NO, I declare that the authors have no competing interests as defined by Nature Publishing Group, or other interests that might be perceived to influence the results and/or discussion reported in this paper.

Figures

**Figure 1**
Coarse-scale neural effects can give rise to spurious high-spatial frequency fMRI pattern information in the presence of a high-spatial frequence gain field across voxels. An illustration of how differences in sensitivity to local activation across voxels (the voxel gain field) can lead to spurious high-spatial- frequency information in fMRI patterns. The left column shows the effect of a gain field on a coarse scale homogenous effect and the right column shows the effect of gain field on a fine-grained heterogeneous effect. An important property of the gain field effect is that the signs of the true activation effects are preserved. Spatial filtering analyses will suggest high-spatial frequency information in either scenario (left and right). However, the signature of a fine-grained heterogeneous effect (right) is the presence of local opposite selectivities (right only). Note that in actual data the sign of effects can be inverted by fMRI noise; this effect is not illustrated in this figure.

**Figure 2**
Opposite orientation preferences intermingle within quarterfield patches in V1. (a) A visualization of how fMRI voxels were labeled as preferring radial and tangential orientation.

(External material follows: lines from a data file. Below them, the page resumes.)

//! `LimClient`: the caller-facing facade.
//!
//! Owns the configuration, one transport, the disk cache and the two lookup
//! caches. Every read builds a query, runs it through a `RequestEngine` and
//! post-processes the table (aliases, curve resampling).

use chrono::{Datelike, Local, NaiveDate};

use crate::cache::QueryCache;
use crate::config::LimConfig;
use crate::contracts::{filter_by_year, is_monthly_contract, parse_contract_list};
use crate::engine::{PollPolicy, RequestEngine};
use crate::error::Result;
use crate::lookup::LookupCache;
use crate::query::{
    build_continuous_futures_rollover_query, build_curve_history_query, build_curve_query,
    build_series_query, RolloverSpec, Symbols,
};
use crate::table::{month_start, SeriesTable};
use crate::transport::{HttpTransport, Transport};
use crate::upload::{UploadMeta, UploadSummary, Uploader};

pub type ContractListCache = LookupCache<(String, bool), Vec<String>>;
pub type FuturesCache = LookupCache<(String, i32, i32), Option<SeriesTable>>;

pub struct LimClient<T: Transport = HttpTransport> {
    config: LimConfig,
    transport: T,
    policy: PollPolicy,
    cache: QueryCache,
    contract_lists: ContractListCache,
    futures: FuturesCache,
}

impl LimClient<HttpTransport> {
    /// Client over HTTP. Fails on invalid configuration.
    pub fn new(config: LimConfig) -> Result<Self> {
        config.validate()?;
        let transport = HttpTransport::new(&config)?;
        Ok(Self::with_transport(config, transport))
    }
}

impl<T: Transport> LimClient<T> {
    pub fn with_transport(config: LimConfig, transport: T) -> Self {
        Self {
            policy: config.poll_policy(),
            cache: QueryCache::new(config.cache_dir.clone()),
            contract_lists: LookupCache::default_lookup(),
            futures: LookupCache::default_lookup(),
            config,
            transport,
        }
    }

    /// Replace the memoization caches, e.g. with `LookupCache::disabled()`.
    pub fn with_lookup_caches(mut self, contract_lists: ContractListCache, futures: FuturesCache) -> Self {
        self.contract_lists = contract_lists;
        self.futures = futures;
        self
    }

    pub fn with_poll_policy(mut self, policy: PollPolicy) -> Self {
        self.policy = policy;
        self
    }

    pub fn config(&self) -> &LimConfig {
        &self.config
    }

    pub fn transport(&self) -> &T {
        &self.transport
    }

    pub fn cache(&self) -> &QueryCache {
        &self.cache
    }

    fn engine(&self) -> RequestEngine<&T> {
        RequestEngine::new(&self.transport, self.config.datarequests_url(), self.policy)
    }

    /// Run raw query text. `Ok(None)` when the server has no data.
    pub fn query(&self, query: &str) -> Result<Option<SeriesTable>> {
        self.engine().execute(query)
    }

    /// Run raw query text through the incremental disk cache.
    pub fn query_cached(&self, query: &str) -> Result<Option<SeriesTable>> {
        let engine = self.engine();
        self.cache.fetch(query, |q| engine.execute(q))
    }

    pub fn series(&self, symbols: impl Into<Symbols>) -> Result<Option<SeriesTable>> {
        let symbols = symbols.into();
        let query = build_series_query(&symbols.names())?;
        Ok(self.query(&query)?.map(|t| symbols.apply_aliases(t)))
    }

    /// Forward curve(s) from the current month onward, one row per month start.
    ///
    /// No dates asks for the latest curve, one date for the curve as of that
    /// day, several dates for a curve history of the first symbol.
    pub fn curve(
        &self,
        symbols: impl Into<Symbols>,
        column: &str,
        curve_dates: &[NaiveDate],
    ) -> Result<Option<SeriesTable>> {
        self.curve_as_of(symbols, column, curve_dates, Local::now().date_naive())
    }

    /// `curve` with an explicit "today".
    pub fn curve_as_of(
        &self,
        symbols: impl Into<Symbols>,
        column: &str,
        curve_dates: &[NaiveDate],
        today: NaiveDate,
    ) -> Result<Option<SeriesTable>> {
        let symbols = symbols.into();
        let names = symbols.names();
        let query = match curve_dates {
            [] => build_curve_query(&names, column, None)?,
            [as_of] => build_curve_query(&names, column, Some(*as_of))?,
            dates => build_curve_history_query(&names, column, dates)?,
        };
        let Some(table) = self.query(&query)? else {
            return Ok(None);
        };
        let table = symbols
            .apply_aliases(table)
            .since(month_start(today))
            .resample_month_start();
        Ok(Some(table))
    }

    pub fn continuous_futures_rollover(&self, spec: &RolloverSpec) -> Result<Option<SeriesTable>> {
        let query = build_continuous_futures_rollover_query(spec)?;
        self.query(&query)
    }

    /// Contracts listed under `symbol`, memoized per `(symbol, monthly_only)`.
    pub fn contract_list(&self, symbol: &str, monthly_only: bool) -> Result<Vec<String>> {
        self.contract_lists
            .get_or_try_insert((symbol.to_string(), monthly_only), || {
                let url = self.config.relations_url(symbol);
                let response = self.transport.get(&url)?.require_ok()?;
                let mut contracts = parse_contract_list(&response.body)?;
                if monthly_only {
                    contracts.retain(|c| is_monthly_contract(c));
                }
                tracing::debug!(symbol, count = contracts.len(), "contract list");
                Ok(contracts)
            })
    }

    /// Series of the monthly contracts of `symbol` expiring in `[start_year, end_year]`.
    pub fn futures_contracts(
        &self,
        symbol: &str,
        start_year: i32,
        end_year: i32,
    ) -> Result<Option<SeriesTable>> {
        self.futures
            .get_or_try_insert((symbol.to_string(), start_year, end_year), || {
                let contracts = self.contract_list(symbol, true)?;
                let selected = filter_by_year(&contracts, start_year, end_year);
                if selected.is_empty() {
                    tracing::info!(symbol, start_year, end_year, "no contracts in year range");
                    return Ok(None);
                }
                self.series(selected)
            })
    }

    /// `futures_contracts` for the current year through two years ahead.
    pub fn futures_contracts_default(&self, symbol: &str) -> Result<Option<SeriesTable>> {
        let year = Local::now().year();
        self.futures_contracts(symbol, year, year + 2)
    }

    pub fn upload_series(&self, table: &SeriesTable, meta: &UploadMeta) -> Result<UploadSummary> {
        Uploader::new(&self.transport, self.config.clone(), self.policy).upload_series(table, meta)
    }
}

The contrast t maps indicate the activation difference between the two displayed visual gratings. Activation is only shown for the four within-quarterfield ROIs, which are labeled clockwise from 1 to 4. Positive and negative t-values indicate either a radial or a tangential preference depending on the visual field they are in. This we have clarified by labeling local activation clusters with 0 and X when they have a tangential and radial preference respectively. Note that the activation map is unthresholded and that no inferences are made based on it. (b) Histograms showing the distribution of V1 voxels that prefer radial vs tangential orientation (left) and vertical vs horizontal orientation (right). These plots are based on all voxels in all four quarterfield ROIs across all participants. (c) A visualization of the proportion of V1 voxels preferring radial orientation (left, red), tangential orientation (left, blue), vertical orientation (right, red) and horizontal orientation (right, blue) across subjects and quarterfield ROIs.

**Figure 3**
Tangential and horizontal orientation preferences on their own allow for robust orientation decoding. (a) Bar plots summarizing grating orientation (left) and spiral sense (right) decodability when selecting all voxels (gray bars), voxel preferring radial/vertical preference (red bars) and voxel preferring tangential/horizontal preference (blue bars). (b) Bar plots summarizing how grating orientation (left) and spiral sense (right) decodability is affected by spatially shifting test patterns by 1, 2, 4 and 6 mm.

**Figure 4**
Tangential and horizontal orientation preference strength across V1 voxels replicates from training to test data. (a) Bar plots summarizing the average correlation between orientation preference strength across V1 voxels between training and testing data - using leave-one-subrun out cross-validation. Preference replicability is shown for all quarterfield ROIs combined (grey bars) for radial, tangential, vertical and horizontal orientation (left to right). In addition, preference replicability is shown separately for the four quarterfield ROIs (blue-green bars) and separately for the three eccentricity ROIs (yellow-red bars). Error bars depict the 95% confidence intervals based on bootstrap resampling (10.000) of the participant set.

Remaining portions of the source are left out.